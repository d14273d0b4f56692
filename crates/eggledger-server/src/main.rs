//! Eggledger Server
//!
//! HTTP service for recording egg production across four farm sites.

use std::net::SocketAddr;
use std::path::PathBuf;
use std::sync::Arc;

use clap::Parser;
use tracing::info;

use eggledger_core::tracing_init::init_tracing;
use eggledger_server::auth::JwtManager;
use eggledger_server::server::{AppState, build_router};
use eggledger_server::storage::Database;

#[derive(Parser, Debug)]
#[command(name = "eggledger-server")]
#[command(version, about = "Egg production record-keeping server")]
struct Args {
    /// Address to listen on.
    #[arg(long, default_value = "0.0.0.0:3000")]
    addr: SocketAddr,

    /// Path to SQLite database file.
    #[arg(long)]
    db_path: Option<PathBuf>,

    /// JWT signing secret. No default; the server refuses to start without
    /// one.
    #[arg(long, env = "EGGLEDGER_JWT_SECRET")]
    jwt_secret: String,

    /// Session token TTL in seconds.
    #[arg(long, default_value_t = 86400)]
    token_ttl: i64,

    /// Output logs as JSON (for structured log aggregation).
    #[arg(long)]
    log_json: bool,
}

#[tokio::main]
async fn main() -> anyhow::Result<()> {
    let args = Args::parse();

    init_tracing("eggledger_server=info", args.log_json);

    info!(
        version = env!("CARGO_PKG_VERSION"),
        addr = %args.addr,
        "Starting eggledger-server"
    );

    let db = match &args.db_path {
        Some(path) => {
            info!(path = %path.display(), "Opening database");
            Database::open(path).await?
        }
        None => {
            let default_path = default_db_path()?;
            info!(path = %default_path.display(), "Opening database (default path)");
            Database::open(&default_path).await?
        }
    };

    let jwt = Arc::new(JwtManager::new(args.jwt_secret.as_bytes(), args.token_ttl));

    let app = build_router(AppState { db, jwt });

    let listener = tokio::net::TcpListener::bind(args.addr).await?;
    info!(addr = %args.addr, "Server listening");

    axum::serve(listener, app)
        .with_graceful_shutdown(async {
            let _ = tokio::signal::ctrl_c().await;
            info!("Received shutdown signal");
        })
        .await?;

    info!("Server stopped");
    Ok(())
}

fn default_db_path() -> anyhow::Result<PathBuf> {
    let home =
        dirs::home_dir().ok_or_else(|| anyhow::anyhow!("Cannot determine home directory"))?;
    Ok(home.join(".eggledger").join("eggledger.db"))
}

● ● ● ●

What you are asked to do: Look for the word "signal" in every line of the records. State how many lines contain it, and write only the number.

Answer box: 2